L’impressione è che Tre piani, trattato in parte con freddezza e in parte con fin troppo tatto dalla critica italiana dopo il passaggio in concorso all’amato, da Moretti, Festival di Cannes 2021, sia semplicemente un film brutto e non riuscito nonostante le buone intenzioni e le tante cose da dire. Eppure, da quanto Moretti – a parte il bel documentario Santiago, Italia – non centra completamente un film? A nostro parere, da troppo tempo; da La stanza del figlio con cui vinse vent’anni fa la Palma d’oro a Cannes. Mia madre aveva un bel nucleo forte annacquato da una sottostoria cinematografica debolissima, Habemus Papam era un’operina sopravvalutata per la provocatorietà della storia del Papa in crisi, Il caimano lo era altrettanto perché nasceva come film indignato da parte di un autore che aveva sempre proclamato (fin dai primi corti) che prediligeva l’urgenza delle proprie istanze personali a quelle di un “politico” da cui rifuggiva pur partecipandovi da sempre.
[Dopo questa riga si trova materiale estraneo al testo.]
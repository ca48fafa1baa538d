//! NAV History
//!
//! The historical NAV log, loaded from a flat CSV file and held in ascending
//! date order. Rows whose date could not be parsed stay in the history as
//! [`ParsedDate::Missing`] and sort after every dated row; callers decide
//! what to do with them through [`UndatedPolicy`].

pub mod date;
pub mod error;
pub mod loader;

pub use date::ParsedDate;
pub use error::{HistoryError, HistoryResult};
pub use loader::HistoryLoader;

use rust_decimal::Decimal;
use serde::Deserialize;

/// One row of the NAV log
#[derive(Debug, Clone, PartialEq, Eq)]
pub struct NavRecord {
    pub date: ParsedDate,
    pub nav: Option<Decimal>,
    pub daily_return: Option<Decimal>,
    /// Line in the source file
    pub line: u64,
}

/// What to do with rows whose date failed to parse
#[derive(Debug, Clone, Copy, Default, PartialEq, Eq, Deserialize)]
#[serde(rename_all = "lowercase")]
pub enum UndatedPolicy {
    /// Keep them, sorted after all dated rows
    Keep,
    /// Drop them before any slicing
    #[default]
    Exclude,
    /// Refuse the whole log
    Reject,
}

/// NAV records in ascending date order
#[derive(Debug, Clone, Default, PartialEq, Eq)]
pub struct NavHistory {
    records: Vec<NavRecord>,
}

impl NavHistory {
    /// Build a history, sorting ascending by date.
    ///
    /// The sort is stable, so rows sharing a date (and all undated rows)
    /// keep their file order.
    pub fn from_records(mut records: Vec<NavRecord>) -> Self {
        records.sort_by(|a, b| a.date.cmp_ascending(&b.date));
        Self { records }
    }

    pub fn records(&self) -> &[NavRecord] {
        &self.records
    }

    pub fn len(&self) -> usize {
        self.records.len()
    }

    pub fn is_empty(&self) -> bool {
        self.records.is_empty()
    }

    /// Number of rows with an unparseable date
    pub fn undated_count(&self) -> usize {
        self.records.iter().filter(|r| r.date.is_missing()).count()
    }

    /// Last `n` records in chronological order
    pub fn tail(&self, n: usize) -> &[NavRecord] {
        let start = self.records.len().saturating_sub(n);
        &self.records[start..]
    }

    /// Last `n` records, newest first
    pub fn tail_descending(&self, n: usize) -> Vec<&NavRecord> {
        let mut rows: Vec<&NavRecord> = self.tail(n).iter().collect();
        rows.sort_by(|a, b| a.date.cmp_descending(&b.date));
        rows
    }

    /// Most recent dated record
    pub fn latest(&self) -> Option<&NavRecord> {
        self.records.iter().rev().find(|r| !r.date.is_missing())
    }

    /// Apply an undated-row policy, returning the resulting history and the
    /// number of rows it excluded.
    pub fn apply_policy(self, policy: UndatedPolicy) -> HistoryResult<(NavHistory, usize)> {
        let undated = self.undated_count();

        match policy {
            UndatedPolicy::Keep => Ok((self, 0)),
            UndatedPolicy::Reject if undated > 0 => {
                Err(HistoryError::UndatedRows { count: undated })
            }
            UndatedPolicy::Reject => Ok((self, 0)),
            UndatedPolicy::Exclude => {
                if undated > 0 {
                    tracing::warn!(excluded = undated, "Excluding NAV rows with unparseable dates");
                }
                let records = self
                    .records
                    .into_iter()
                    .filter(|r| !r.date.is_missing())
                    .collect();
                Ok((NavHistory { records }, undated))
            }
        }
    }
}

#[cfg(test)]
mod tests {
    use super::*;
    use chrono::{Duration, NaiveDate};

    fn ymd(y: i32, m: u32, d: u32) -> NaiveDate {
        NaiveDate::from_ymd_opt(y, m, d).unwrap()
    }

    fn daily_history(days: usize) -> NavHistory {
        let start = ymd(2024, 1, 1);
        let records = (0..days)
            .map(|i| NavRecord {
                date: ParsedDate::Valid(start + Duration::days(i as i64)),
                nav: Some(Decimal::new(100 + i as i64, 0)),
                daily_return: Some(Decimal::new(1, 2)),
                line: i as u64 + 2,
            })
            .collect();
        NavHistory::from_records(records)
    }

    #[test]
    fn test_tail_shorter_than_window_is_whole_history() {
        let history = daily_history(45);
        assert_eq!(history.tail(90), history.records());

        let empty = NavHistory::default();
        assert!(empty.tail(90).is_empty());
    }

    #[test]
    fn test_tail_keeps_latest_in_order() {
        let history = daily_history(120);
        let tail = history.tail(90);

        assert_eq!(tail.len(), 90);
        assert_eq!(tail[0].date.date(), Some(ymd(2024, 1, 1) + Duration::days(30)));
        assert_eq!(tail[89].date.date(), Some(ymd(2024, 1, 1) + Duration::days(119)));
    }

    #[test]
    fn test_tail_descending_latest_thirty() {
        let history = daily_history(100);
        let rows = history.tail_descending(30);

        assert_eq!(rows.len(), 30);
        assert_eq!(rows[0].date.date(), Some(ymd(2024, 1, 1) + Duration::days(99)));
        assert_eq!(rows[29].date.date(), Some(ymd(2024, 1, 1) + Duration::days(70)));
        assert!(rows
            .windows(2)
            .all(|w| w[0].date.date() > w[1].date.date()));
    }

    #[test]
    fn test_two_row_example() {
        let history = HistoryLoader::new()
            .load_str("date,nav,return\n2024-01-01,100,0.01\n2024-01-02,101,0.0099")
            .unwrap();

        let rows: Vec<_> = history
            .tail_descending(30)
            .into_iter()
            .map(|r| (r.date.date().unwrap(), r.nav.unwrap(), r.daily_return.unwrap()))
            .collect();

        assert_eq!(
            rows,
            vec![
                (ymd(2024, 1, 2), Decimal::new(101, 0), Decimal::new(99, 4)),
                (ymd(2024, 1, 1), Decimal::new(100, 0), Decimal::new(1, 2)),
            ]
        );
    }

    #[test]
    fn test_undated_rows_sort_last_and_policies() {
        let csv_data = "date,nav,return
garbage,1,0
2024-01-02,101,0.0099
2024-01-01,100,0.01";
        let history = HistoryLoader::new().load_str(csv_data).unwrap();

        // Missing dates trail every dated row, including in the tail
        assert!(history.tail(1)[0].date.is_missing());
        assert!(history.tail_descending(3)[2].date.is_missing());
        assert_eq!(history.latest().unwrap().date.date(), Some(ymd(2024, 1, 2)));

        let (kept, excluded) = history.clone().apply_policy(UndatedPolicy::Keep).unwrap();
        assert_eq!((kept.len(), excluded), (3, 0));

        let (filtered, excluded) = history.clone().apply_policy(UndatedPolicy::Exclude).unwrap();
        assert_eq!((filtered.len(), excluded), (2, 1));
        assert_eq!(filtered.undated_count(), 0);

        assert!(matches!(
            history.apply_policy(UndatedPolicy::Reject),
            Err(HistoryError::UndatedRows { count: 1 })
        ));
    }
}
//! Dashboard Page
//!
//! Server-rendered HTML for the dashboard and for the failure page shown
//! when a render cannot complete.

use std::fmt::Write;

use super::chart::line_chart_svg;
use super::format::{escape_html, format_cell};
use super::{HistoryRow, Overview};

const STYLE: &str = r#"
body { font-family: -apple-system, "Segoe UI", Roboto, sans-serif; margin: 0 auto; max-width: 1100px; padding: 24px; color: #1f2933; }
h1 { font-size: 1.8rem; }
h2 { font-size: 1.2rem; margin-top: 32px; }
.metrics { display: flex; gap: 48px; }
.metric-label { color: #616e7c; font-size: 0.9rem; }
.metric-value { font-size: 2rem; font-weight: 600; }
table { border-collapse: collapse; width: 100%; }
th, td { border-bottom: 1px solid #e4e7eb; padding: 6px 12px; text-align: right; }
th:first-child, td:first-child { text-align: left; }
.notice { background: #fff8e1; border-left: 4px solid #ffb300; padding: 8px 12px; }
.muted { color: #9aa5b1; font-size: 0.85rem; }
"#;

/// Render the full dashboard page
pub fn render_dashboard(overview: &Overview) -> String {
    let mut html = String::new();

    let _ = write!(
        html,
        "<!DOCTYPE html>\n<html lang=\"en\">\n<head>\n<meta charset=\"utf-8\">\n<meta name=\"viewport\" content=\"width=device-width, initial-scale=1\">\n<title>{title}</title>\n<style>{STYLE}</style>\n</head>\n<body>\n<h1>{title}</h1>\n",
        title = escape_html(&overview.title),
    );

    render_metrics(&mut html, overview);

    html.push_str("<h2>NAV Trend (Historical)</h2>\n");
    if overview.excluded_undated > 0 {
        let _ = write!(
            html,
            "<p class=\"notice\">{} row(s) of the NAV log have unparseable dates and are not shown.</p>\n",
            overview.excluded_undated
        );
    }
    html.push_str(&line_chart_svg("NAV Over Time", &overview.chart_points()));
    html.push('\n');

    html.push_str("<h2>Daily Returns</h2>\n");
    render_table(&mut html, &overview.table);

    render_token_info(&mut html, overview);

    html.push_str("</body>\n</html>\n");
    html
}

fn render_metrics(html: &mut String, overview: &Overview) {
    let _ = write!(
        html,
        "<div class=\"metrics\">\n<div class=\"metric\"><div class=\"metric-label\">Live NAV (on-chain)</div><div class=\"metric-value\">{}</div></div>\n<div class=\"metric\"><div class=\"metric-label\">Total Supply</div><div class=\"metric-value\">{}</div></div>\n</div>\n",
        escape_html(&overview.nav_display),
        escape_html(&overview.total_supply_display),
    );

    if let Some(block) = overview.block {
        let _ = write!(html, "<p class=\"muted\">Read at block {}</p>\n", block);
    }
}

fn render_table(html: &mut String, rows: &[HistoryRow]) {
    if rows.is_empty() {
        html.push_str("<p class=\"muted\">No NAV history recorded.</p>\n");
        return;
    }

    html.push_str(
        "<table>\n<thead><tr><th>Date</th><th>NAV</th><th>Daily Return</th></tr></thead>\n<tbody>\n",
    );

    for row in rows {
        let date = match (&row.date, &row.raw_date) {
            (Some(date), _) => date.format("%Y-%m-%d").to_string(),
            (None, Some(raw)) => format!("invalid: {}", escape_html(raw)),
            (None, None) => String::new(),
        };
        let _ = write!(
            html,
            "<tr><td>{}</td><td>{}</td><td>{}</td></tr>\n",
            date,
            format_cell(row.nav),
            format_cell(row.daily_return)
        );
    }

    html.push_str("</tbody>\n</table>\n");
}

fn render_token_info(html: &mut String, overview: &Overview) {
    let _ = write!(
        html,
        "<hr>\n<h2>Token Info</h2>\n<ul>\n<li><strong>Token Name:</strong> {name}</li>\n<li><strong>Symbol:</strong> {symbol}</li>\n<li><strong>Contract:</strong> <a href=\"{link}\" rel=\"noopener\" target=\"_blank\">View on block explorer</a> <span class=\"muted\">{contract}</span></li>\n</ul>\n",
        name = escape_html(&overview.name),
        symbol = escape_html(&overview.symbol),
        link = escape_html(&overview.explorer_link),
        contract = escape_html(&overview.contract),
    );
}

/// Generic failure page. Details go to the log, not the browser.
pub fn render_error(title: &str, request_id: &str) -> String {
    format!(
        "<!DOCTYPE html>\n<html lang=\"en\">\n<head>\n<meta charset=\"utf-8\">\n<title>{title}</title>\n<style>{STYLE}</style>\n</head>\n<body>\n<h1>{title}</h1>\n<p class=\"notice\">The dashboard could not be rendered. Please try again later.</p>\n<p class=\"muted\">Request ID: {request_id}</p>\n</body>\n</html>\n",
        title = escape_html(title),
        request_id = escape_html(request_id),
    )
}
Tre film nettamente al di sotto dei suoi film migliori, comunque. Tre piani purtroppo, che mescola storie private a uno sguardo umano e “politico” sconfortato sulla nostra società (con una speranza finale alquanto fragile, dopo tanto dolore, e una moralina sulla necessità di “uscire” da quel condominio e aprirsi al mondo che non riesce a toccare nel profondo), prosegue quella che sembra una parabola discendente dell’autore. Sperando che l’ispirazione torni a far capolino nei suoi film e nella carriera di quello che rimane uno degli uomini di cinema italiani più importanti degli ultimi quarant’anni.